• YOUR INSTRUCTIONS: Starting at the top of the records, output every line through the one that contains "pub async fn acquire_item(&self, id: &WorkId)", keeping each exactly as it appears.

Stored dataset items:

------------------------

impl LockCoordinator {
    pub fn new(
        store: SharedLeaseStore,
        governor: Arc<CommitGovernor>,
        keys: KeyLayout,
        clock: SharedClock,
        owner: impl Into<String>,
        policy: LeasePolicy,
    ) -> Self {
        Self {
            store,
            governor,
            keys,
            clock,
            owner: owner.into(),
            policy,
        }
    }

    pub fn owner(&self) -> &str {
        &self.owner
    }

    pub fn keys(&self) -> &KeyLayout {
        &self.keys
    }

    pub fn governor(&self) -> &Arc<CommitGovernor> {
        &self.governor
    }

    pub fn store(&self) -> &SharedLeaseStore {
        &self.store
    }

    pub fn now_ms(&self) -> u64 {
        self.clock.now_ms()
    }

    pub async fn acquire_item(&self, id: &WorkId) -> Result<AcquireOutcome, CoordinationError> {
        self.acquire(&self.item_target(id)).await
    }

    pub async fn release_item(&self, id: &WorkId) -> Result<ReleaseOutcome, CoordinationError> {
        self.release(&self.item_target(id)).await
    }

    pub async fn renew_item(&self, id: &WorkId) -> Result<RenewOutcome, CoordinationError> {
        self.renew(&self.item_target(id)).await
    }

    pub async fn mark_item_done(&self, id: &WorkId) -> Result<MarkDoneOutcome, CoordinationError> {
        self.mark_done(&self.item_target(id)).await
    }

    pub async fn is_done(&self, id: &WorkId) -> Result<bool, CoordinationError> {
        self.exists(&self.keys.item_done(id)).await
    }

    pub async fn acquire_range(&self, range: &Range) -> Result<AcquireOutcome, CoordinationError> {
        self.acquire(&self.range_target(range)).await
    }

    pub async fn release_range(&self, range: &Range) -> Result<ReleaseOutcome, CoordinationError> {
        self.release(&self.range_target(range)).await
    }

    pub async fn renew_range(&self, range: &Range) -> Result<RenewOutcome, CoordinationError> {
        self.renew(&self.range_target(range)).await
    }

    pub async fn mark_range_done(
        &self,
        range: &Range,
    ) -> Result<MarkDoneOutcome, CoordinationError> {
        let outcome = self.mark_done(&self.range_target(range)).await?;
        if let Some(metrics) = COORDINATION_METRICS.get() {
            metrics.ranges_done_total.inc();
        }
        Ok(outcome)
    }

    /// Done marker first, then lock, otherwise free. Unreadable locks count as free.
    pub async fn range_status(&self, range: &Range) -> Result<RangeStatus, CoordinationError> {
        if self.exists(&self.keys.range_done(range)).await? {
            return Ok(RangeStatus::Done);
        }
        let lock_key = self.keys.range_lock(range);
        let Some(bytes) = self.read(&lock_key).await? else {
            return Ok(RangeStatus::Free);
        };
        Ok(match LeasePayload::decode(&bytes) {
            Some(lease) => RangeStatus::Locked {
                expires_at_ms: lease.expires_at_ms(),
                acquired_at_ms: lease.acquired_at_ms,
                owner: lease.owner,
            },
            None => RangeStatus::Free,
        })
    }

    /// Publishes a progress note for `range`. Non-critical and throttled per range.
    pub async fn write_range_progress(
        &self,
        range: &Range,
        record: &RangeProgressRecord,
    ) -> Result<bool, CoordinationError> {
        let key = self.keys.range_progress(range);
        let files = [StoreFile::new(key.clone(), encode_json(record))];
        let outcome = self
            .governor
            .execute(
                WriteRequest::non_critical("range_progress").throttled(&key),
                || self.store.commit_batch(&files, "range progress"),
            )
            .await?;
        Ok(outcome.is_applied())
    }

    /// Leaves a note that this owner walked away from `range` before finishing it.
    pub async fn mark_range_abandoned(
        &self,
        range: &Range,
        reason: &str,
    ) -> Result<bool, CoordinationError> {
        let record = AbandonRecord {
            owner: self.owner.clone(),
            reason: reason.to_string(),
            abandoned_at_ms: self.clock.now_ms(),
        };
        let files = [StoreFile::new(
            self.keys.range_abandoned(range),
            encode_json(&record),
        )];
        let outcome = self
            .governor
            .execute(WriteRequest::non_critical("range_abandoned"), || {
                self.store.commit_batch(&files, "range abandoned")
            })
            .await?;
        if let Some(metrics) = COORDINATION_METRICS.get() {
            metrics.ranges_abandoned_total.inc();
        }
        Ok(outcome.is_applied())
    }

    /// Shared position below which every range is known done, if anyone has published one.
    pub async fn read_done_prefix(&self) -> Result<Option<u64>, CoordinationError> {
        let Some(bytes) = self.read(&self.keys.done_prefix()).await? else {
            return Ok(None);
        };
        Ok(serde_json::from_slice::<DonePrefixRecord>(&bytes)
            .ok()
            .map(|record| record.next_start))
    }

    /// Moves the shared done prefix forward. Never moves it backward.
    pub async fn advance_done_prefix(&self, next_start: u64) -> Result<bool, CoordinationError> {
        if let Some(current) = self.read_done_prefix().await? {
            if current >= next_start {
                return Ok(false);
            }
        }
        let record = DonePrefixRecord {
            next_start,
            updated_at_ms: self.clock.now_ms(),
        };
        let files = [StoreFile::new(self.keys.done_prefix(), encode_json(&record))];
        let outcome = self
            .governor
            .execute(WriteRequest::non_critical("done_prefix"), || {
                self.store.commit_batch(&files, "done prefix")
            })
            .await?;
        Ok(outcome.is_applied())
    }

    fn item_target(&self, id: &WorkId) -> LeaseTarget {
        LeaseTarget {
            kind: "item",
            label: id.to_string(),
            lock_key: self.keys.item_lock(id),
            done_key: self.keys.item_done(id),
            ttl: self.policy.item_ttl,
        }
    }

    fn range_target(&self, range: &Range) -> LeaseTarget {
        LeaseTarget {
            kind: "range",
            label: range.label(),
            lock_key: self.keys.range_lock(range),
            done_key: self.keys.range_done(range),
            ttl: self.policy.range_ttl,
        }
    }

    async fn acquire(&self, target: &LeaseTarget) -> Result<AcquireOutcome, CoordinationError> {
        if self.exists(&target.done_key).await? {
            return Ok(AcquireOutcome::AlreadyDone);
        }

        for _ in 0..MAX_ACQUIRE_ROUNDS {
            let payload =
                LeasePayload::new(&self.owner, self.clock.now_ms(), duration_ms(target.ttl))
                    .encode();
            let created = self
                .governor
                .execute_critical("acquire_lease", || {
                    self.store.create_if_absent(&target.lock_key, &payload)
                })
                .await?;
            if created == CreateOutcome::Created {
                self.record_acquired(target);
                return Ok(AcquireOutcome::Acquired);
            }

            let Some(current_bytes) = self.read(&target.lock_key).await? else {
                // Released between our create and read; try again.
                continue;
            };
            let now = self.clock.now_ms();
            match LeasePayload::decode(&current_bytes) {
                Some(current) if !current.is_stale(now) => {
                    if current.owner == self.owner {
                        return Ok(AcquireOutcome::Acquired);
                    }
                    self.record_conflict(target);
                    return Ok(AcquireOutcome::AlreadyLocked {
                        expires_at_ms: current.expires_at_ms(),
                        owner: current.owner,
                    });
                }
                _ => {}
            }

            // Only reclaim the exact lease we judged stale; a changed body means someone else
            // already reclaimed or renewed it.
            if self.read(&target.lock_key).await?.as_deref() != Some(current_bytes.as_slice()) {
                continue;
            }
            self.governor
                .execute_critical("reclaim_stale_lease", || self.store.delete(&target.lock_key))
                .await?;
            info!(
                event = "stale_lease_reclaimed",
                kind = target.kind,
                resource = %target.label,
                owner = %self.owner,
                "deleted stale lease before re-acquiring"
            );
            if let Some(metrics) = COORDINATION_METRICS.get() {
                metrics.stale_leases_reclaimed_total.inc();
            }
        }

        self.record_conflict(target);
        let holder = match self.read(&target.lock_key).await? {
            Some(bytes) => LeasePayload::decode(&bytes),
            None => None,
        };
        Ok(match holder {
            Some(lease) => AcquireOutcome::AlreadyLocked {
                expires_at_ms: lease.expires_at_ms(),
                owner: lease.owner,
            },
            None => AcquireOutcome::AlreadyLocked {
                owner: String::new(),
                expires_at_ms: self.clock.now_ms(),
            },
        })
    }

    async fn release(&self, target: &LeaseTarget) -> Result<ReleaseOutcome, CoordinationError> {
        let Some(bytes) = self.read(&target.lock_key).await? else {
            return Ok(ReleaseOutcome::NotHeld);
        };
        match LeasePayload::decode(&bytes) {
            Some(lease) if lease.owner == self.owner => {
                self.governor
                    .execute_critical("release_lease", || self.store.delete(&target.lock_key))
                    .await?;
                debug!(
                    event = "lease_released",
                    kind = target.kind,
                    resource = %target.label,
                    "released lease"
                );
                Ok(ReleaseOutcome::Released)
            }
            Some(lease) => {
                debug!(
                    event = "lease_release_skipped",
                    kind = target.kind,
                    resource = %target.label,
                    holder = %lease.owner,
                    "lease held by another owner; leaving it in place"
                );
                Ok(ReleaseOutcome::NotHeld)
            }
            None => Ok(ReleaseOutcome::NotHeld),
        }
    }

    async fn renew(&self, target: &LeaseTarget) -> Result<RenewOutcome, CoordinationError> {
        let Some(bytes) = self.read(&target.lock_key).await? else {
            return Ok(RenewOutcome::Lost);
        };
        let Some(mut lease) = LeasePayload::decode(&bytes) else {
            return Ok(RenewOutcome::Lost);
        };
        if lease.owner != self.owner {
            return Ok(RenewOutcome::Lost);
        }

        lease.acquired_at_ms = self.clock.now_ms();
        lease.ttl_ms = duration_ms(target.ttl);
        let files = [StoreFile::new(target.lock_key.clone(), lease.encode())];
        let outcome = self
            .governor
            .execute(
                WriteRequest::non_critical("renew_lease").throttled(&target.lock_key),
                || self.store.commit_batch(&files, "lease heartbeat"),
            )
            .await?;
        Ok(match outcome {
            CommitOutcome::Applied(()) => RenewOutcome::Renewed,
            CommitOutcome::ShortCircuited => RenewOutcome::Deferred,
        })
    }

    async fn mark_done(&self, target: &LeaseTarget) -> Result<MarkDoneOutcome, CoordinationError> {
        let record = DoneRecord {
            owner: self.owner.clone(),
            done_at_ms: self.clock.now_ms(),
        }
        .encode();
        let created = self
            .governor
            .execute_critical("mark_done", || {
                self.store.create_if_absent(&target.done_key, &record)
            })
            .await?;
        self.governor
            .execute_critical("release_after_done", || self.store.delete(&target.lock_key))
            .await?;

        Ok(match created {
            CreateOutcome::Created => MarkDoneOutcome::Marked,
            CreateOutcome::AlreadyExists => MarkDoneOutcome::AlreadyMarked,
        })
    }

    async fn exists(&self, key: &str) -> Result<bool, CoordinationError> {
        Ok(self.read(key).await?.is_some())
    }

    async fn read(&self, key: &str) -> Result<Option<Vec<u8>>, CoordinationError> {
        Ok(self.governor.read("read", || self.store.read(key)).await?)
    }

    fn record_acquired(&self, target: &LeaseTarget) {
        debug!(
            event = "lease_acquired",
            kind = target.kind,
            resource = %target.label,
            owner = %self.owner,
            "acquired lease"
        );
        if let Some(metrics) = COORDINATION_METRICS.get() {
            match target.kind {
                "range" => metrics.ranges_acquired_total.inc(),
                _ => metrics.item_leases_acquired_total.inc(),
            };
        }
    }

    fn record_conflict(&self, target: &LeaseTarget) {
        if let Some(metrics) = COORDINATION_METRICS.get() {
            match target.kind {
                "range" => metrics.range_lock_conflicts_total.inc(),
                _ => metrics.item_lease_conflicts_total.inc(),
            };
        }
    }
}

------------------------

• RESULT:
impl LockCoordinator {
    pub fn new(
        store: SharedLeaseStore,
        governor: Arc<CommitGovernor>,
        keys: KeyLayout,
        clock: SharedClock,
        owner: impl Into<String>,
        policy: LeasePolicy,
    ) -> Self {
        Self {
            store,
            governor,
            keys,
            clock,
            owner: owner.into(),
            policy,
        }
    }

    pub fn owner(&self) -> &str {
        &self.owner
    }

    pub fn keys(&self) -> &KeyLayout {
        &self.keys
    }

    pub fn governor(&self) -> &Arc<CommitGovernor> {
        &self.governor
    }

    pub fn store(&self) -> &SharedLeaseStore {
        &self.store
    }

    pub fn now_ms(&self) -> u64 {
        self.clock.now_ms()
    }

    pub async fn acquire_item(&self, id: &WorkId) -> Result<AcquireOutcome, CoordinationError> {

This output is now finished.